Sìshū jíbiān 四書集編
Compiled Edition of the Four Books
眞德秀 (Zhēn Déxiù, 1178–1235); supplemented by 劉承 (Liú Chéng, fl. 1265–1273)
About the work
A 29-juàn compiled edition of the Four Books with collected commentary, drawn primarily from Zhū Xī’s writings (the Jízhù, Huòwèn, Yǔlèi, Wénjí) and supplemented with Zhēn Déxiù’s own corrective remarks. Composition history: only the Dàxué (1 juàn) and Zhōngyōng (1 juàn) portions were finished by Zhēn Déxiù himself before his death in 1235; the Lúnyǔ jíbiān (10 juàn) and Mèngzǐ jíbiān (14 juàn), comprising the bulk of the work, were completed posthumously by Zhēn’s school disciple Liú Chéng 劉承 in Xiánchún 9 (1273), drawing on Zhēn Déxiù’s Dúshū jì and surviving marginal notes. The Sìshū jíbiān anchors the early-Southern-Sòng Lǐxué commentary tradition before the 1313 imperial elevation of Zhū Xī’s Sìshū jízhù fixed the orthodox text.
Tiyao
We respectfully submit: Sìshū jíbiān in 26 juàn — by Zhēn Déxiù 真德秀 of the Sòng. Déxiù, zì Xīyuán 希元, native of Pǔchéng 浦城; jìnshì of the 5th year of Qìngyuán (1199); ranked in the cíkē 詞科. In Shàodìng he was made Cānzhī zhèngshì 參知政事, advanced to Zīzhèngdiàn zhíxuéshì 資政殿直學士. Posthumous title Wénzhōng 文忠. Biography in Sòngshǐ Dàoxué zhuàn.

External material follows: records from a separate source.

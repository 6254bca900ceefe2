use std::sync::Arc;
use std::time::Duration;

use reqwest::header::{HeaderMap, HeaderValue, AUTHORIZATION};
use reqwest::{Client, Method, StatusCode};
use serde::de::DeserializeOwned;
use serde::{Deserialize, Serialize};
use serde_json::Value;
use tidecord_models::channel::Channel;
use tidecord_models::gateway::GatewayBot;
use tidecord_models::guild::Guild;
use tidecord_models::member::Member;
use tidecord_models::message::{CreateMessage, Message};
use tidecord_models::Snowflake;
use url::Url;

use crate::{HttpError, RateLimitHeaders, RateLimiter};

pub const DEFAULT_API_URL: &str = "https://discord.com/api/v10/";
pub const DEFAULT_USER_AGENT: &str = concat!(
    "DiscordBot (tidecord, ",
    env!("CARGO_PKG_VERSION"),
    ")"
);

const DEFAULT_TIMEOUT: Duration = Duration::from_secs(15);
const DEFAULT_MAX_RETRIES: u32 = 3;
/// Used when a 429 carries neither a body nor a `Retry-After` header.
const FALLBACK_RETRY_AFTER: Duration = Duration::from_secs(1);

#[derive(Debug, Clone)]
pub struct RestConfig {
    pub base_url: String,
    pub user_agent: String,
    pub timeout: Duration,
    /// Extra attempts allowed after a 429 before giving up.
    pub max_retries: u32,
}

impl Default for RestConfig {
    fn default() -> Self {
        Self {
            base_url: DEFAULT_API_URL.to_string(),
            user_agent: DEFAULT_USER_AGENT.to_string(),
            timeout: DEFAULT_TIMEOUT,
            max_retries: DEFAULT_MAX_RETRIES,
        }
    }
}

#[derive(Debug, Default, Deserialize)]
struct RateLimitedBody {
    #[serde(default)]
    retry_after: Option<f64>,
    #[serde(default)]
    global: bool,
}

#[derive(Debug, Default, Deserialize)]
struct ApiErrorBody {
    #[serde(default)]
    code: u64,
    #[serde(default)]
    message: String,
}

/// HTTP client for the REST API. Every request goes through the shared
/// [`RateLimiter`] first.
#[derive(Debug, Clone)]
pub struct RestClient {
    http: Client,
    base_url: Url,
    limiter: Arc<RateLimiter>,
    max_retries: u32,
}

impl RestClient {
    pub fn new(token: &str, config: RestConfig) -> Result<Self, HttpError> {
        let mut auth = HeaderValue::from_str(&format!("Bot {token}"))
            .map_err(|e| HttpError::InvalidHeader(e.to_string()))?;
        auth.set_sensitive(true);
        let mut headers = HeaderMap::new();
        headers.insert(AUTHORIZATION, auth);

        let http = Client::builder()
            .timeout(config.timeout)
            .user_agent(config.user_agent.as_str())
            .default_headers(headers)
            .build()?;

        // A base without a trailing slash would lose its last segment on join.
        let mut base = config.base_url;
        if !base.ends_with('/') {
            base.push('/');
        }

        Ok(Self {
            http,
            base_url: Url::parse(&base)?,
            limiter: Arc::new(RateLimiter::new()),
            max_retries: config.max_retries,
        })
    }

    pub fn limiter(&self) -> &Arc<RateLimiter> {
        &self.limiter
    }

    pub fn base_url(&self) -> &Url {
        &self.base_url
    }

    /// Send a request and decode the JSON response. An empty (204) response
    /// decodes as JSON `null`, so `()` and `Option<T>` work as return types.
    pub async fn request<T, B>(&self, method: Method, path: &str, body: Option<&B>) -> Result<T, HttpError>
    where
        T: DeserializeOwned,
        B: Serialize + ?Sized,
    {
        let body = body.map(serde_json::to_value).transpose()?;
        let value = self.request_value(method, path, body).await?;
        Ok(T::deserialize(value.unwrap_or(Value::Null))?)
    }

    /// Send a request, retrying 429s through the rate limiter.
    pub async fn request_value(
        &self,
        method: Method,
        path: &str,
        body: Option<Value>,
    ) -> Result<Option<Value>, HttpError> {
        let route = route_of(path);
        let url = self.base_url.join(route.trim_start_matches('/'))?;
        let attempts = self.max_retries + 1;

        for attempt in 1..=attempts {
            self.limiter.check_and_wait(&route).await;

            let mut request = self.http.request(method.clone(), url.clone());
            if let Some(body) = &body {
                request = request.json(body);
            }
            tracing::debug!(method = %method, route = %route, attempt, "sending request");
            let response = request.send().await?;
            let status = response.status();
            let headers = RateLimitHeaders::from_headers(response.headers());
            self.limiter.record_response(&route, &headers);

            if status == StatusCode::TOO_MANY_REQUESTS {
                let limited: RateLimitedBody = response.json().await.unwrap_or_default();
                let retry_after = limited
                    .retry_after
                    .filter(|s| s.is_finite() && *s >= 0.0)
                    .map(Duration::from_secs_f64)
                    .or(headers.retry_after)
                    .unwrap_or(FALLBACK_RETRY_AFTER);
                self.limiter
                    .record_rate_limited(&route, retry_after, limited.global || headers.global);
                continue;
            }

            let bytes = response.bytes().await?;
            if status.is_success() {
                if bytes.is_empty() {
                    return Ok(None);
                }
                return Ok(Some(serde_json::from_slice(&bytes)?));
            }

            let error: ApiErrorBody = serde_json::from_slice(&bytes).unwrap_or_default();
            let message = if error.message.is_empty() {
                status.canonical_reason().unwrap_or("unknown error").to_string()
            } else {
                error.message
            };
            tracing::debug!(method = %method, route = %route, status = status.as_u16(), code = error.code, "request failed");
            return Err(HttpError::Status {
                status: status.as_u16(),
                code: error.code,
                message,
            });
        }

        Err(HttpError::RateLimited { route, attempts })
    }

    pub async fn get_gateway_bot(&self) -> Result<GatewayBot, HttpError> {
        self.request::<_, ()>(Method::GET, "/gateway/bot", None).await
    }

    pub async fn get_guild(&self, guild_id: Snowflake) -> Result<Guild, HttpError> {
        self.request::<_, ()>(Method::GET, &format!("/guilds/{guild_id}"), None)
            .await
    }

    pub async fn get_channel(&self, channel_id: Snowflake) -> Result<Channel, HttpError> {
        self.request::<_, ()>(Method::GET, &format!("/channels/{channel_id}"), None)
            .await
    }

    pub async fn get_guild_member(
        &self,
        guild_id: Snowflake,
        user_id: Snowflake,
    ) -> Result<Member, HttpError> {
        let mut member: Member = self
            .request::<_, ()>(
                Method::GET,
                &format!("/guilds/{guild_id}/members/{user_id}"),
                None,
            )
            .await?;
        member.guild_id = Some(guild_id);
        Ok(member)
    }

    pub async fn create_message(
        &self,
        channel_id: Snowflake,
        message: &CreateMessage,
    ) -> Result<Message, HttpError> {
        self.request(
            Method::POST,
            &format!("/channels/{channel_id}/messages"),
            Some(message),
        )
        .await
    }
}

/// Normalise a request path into the route key used for rate limiting.
fn route_of(path: &str) -> String {
    let path = path.split('?').next().unwrap_or(path);
    format!("/{}", path.trim_start_matches('/'))
}

#[cfg(test)]
mod tests {
    use super::*;

    #[test]
    fn routes_ignore_query_and_leading_slashes() {
        assert_eq!(route_of("channels/1/messages"), "/channels/1/messages");
        assert_eq!(route_of("/guilds/1/members?limit=5"), "/guilds/1/members");
    }

    #[test]
    fn base_url_keeps_its_version_segment() {
        let client = RestClient::new(
            "token",
            RestConfig {
                base_url: "https://example.invalid/api/v10".to_string(),
                ..RestConfig::default()
            },
        )
        .unwrap();
        let joined = client.base_url().join("gateway/bot").unwrap();
        assert_eq!(joined.as_str(), "https://example.invalid/api/v10/gateway/bot");
    }

    #[test]
    fn token_with_newline_is_rejected() {
        let err = RestClient::new("bad\ntoken", RestConfig::default()).unwrap_err();
        assert!(matches!(err, HttpError::InvalidHeader(_)));
    }
}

Of this book, only the Dàxué (1 juàn) and Zhōngyōng (1 juàn) portions were fixed by Déxiù’s own hand. After the Dàxué zhāngjù preface there is a one-line tíjì 題記: “compiled at the Xuéyìzhāi 學易齋 by the late student Zhēn Déxiù, eighth month dīngmǎo of the third year of Bǎoqìng [1227]” — that is the date of completion. His son Zhìdào 志道’s preface speaks only of the Dàxué and Zhōngyōng, observing that the Lúnyǔ and Mèngzǐ jízhù had been “checked but not yet edited” (diǎnjiào ér jíbiān zé wèi chéng 點校而集編則未成).
In Xiánchún 9 (note: the original copy reads “Xiánníng 9”, but the Sòng has no era of that name — corrected here), the preface of Liú Cái 劉才 begins by saying that of the four books edited by Xīshān, only the Zhōngyōng and Dàxué — and the Lùn and Mèng — were lacking. On enquiring at the tíngwén 庭聞 [the master’s house], the report was: “they have been checked but not yet compiled. As soon as the matter was raised in the hall, xuézhèng Liú Pǔxī 劉樸谿 commented that the discussions of the Lùn and Mèng in the Dúshū jì are of the same fánlì 凡例 as the printed Zhōngyōng and Dàxué; and that other writings — the Wénjí yǎnyì etc. — also have material that may be drawn upon. He therefore encouraged the gathering. Five months sufficed for the volumes to be assembled; another five for the cutting.” So the Lúnyǔ in 10 juàn and Mèngzǐ in 14 juàn were both completed by Liú Chéng on the basis of Déxiù’s manuscripts.
Zhūzǐ united the Dà, Zhōng, Lún, Mèng into a Sìshū; his zhāngjù mostly contained new readings, his jízhù, though largely drawing on old text, also diverged from various Confucians. The reasons for his selections and rejections are scattered through the Huòwèn, Yǔlèi, Wénjí — they cannot be set out one by one. The Huòwèn, Yǔlèi and Wénjí themselves contain many one-time-only undecided arguments, plus passages where the disciples’ transcription has erred. Hence the alternations and repetitions, the cross-currents and apparent contradictions, that tax the reader. This compilation widely gathers Zhūzǐ’s words to bring them into mutual concord, with occasional intercalation of the editor’s own opinion to mediate the variants. Zhìdào’s preface speaks of Déxiù’s “quánzé kānrùn 銓擇刋潤” (selection-and-polishing) labour — and that is no idle word.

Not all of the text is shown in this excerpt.